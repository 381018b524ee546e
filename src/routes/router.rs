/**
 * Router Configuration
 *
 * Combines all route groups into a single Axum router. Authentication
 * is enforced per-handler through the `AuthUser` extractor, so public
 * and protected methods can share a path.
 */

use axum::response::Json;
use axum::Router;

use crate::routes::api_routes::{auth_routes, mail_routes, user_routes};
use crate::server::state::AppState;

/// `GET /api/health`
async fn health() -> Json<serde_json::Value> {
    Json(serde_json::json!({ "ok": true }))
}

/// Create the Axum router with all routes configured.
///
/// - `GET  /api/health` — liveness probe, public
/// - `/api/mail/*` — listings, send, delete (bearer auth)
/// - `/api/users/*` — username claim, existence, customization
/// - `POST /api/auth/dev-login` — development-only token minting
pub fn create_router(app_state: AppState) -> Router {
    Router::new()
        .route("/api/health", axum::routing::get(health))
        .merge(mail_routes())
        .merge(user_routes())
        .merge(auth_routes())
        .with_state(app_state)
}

__________

• EXERCISE DETAILS:
Transcribe exactly, and only, the lines from the one bearing "pub fn create_router(app_state: AppState)" through the last line of the entries, counting both.

• SOLUTION TO THE PROBLEM:
pub fn create_router(app_state: AppState) -> Router {
    Router::new()
        .route("/api/health", axum::routing::get(health))
        .merge(mail_routes())
        .merge(user_routes())
        .merge(auth_routes())
        .with_state(app_state)
}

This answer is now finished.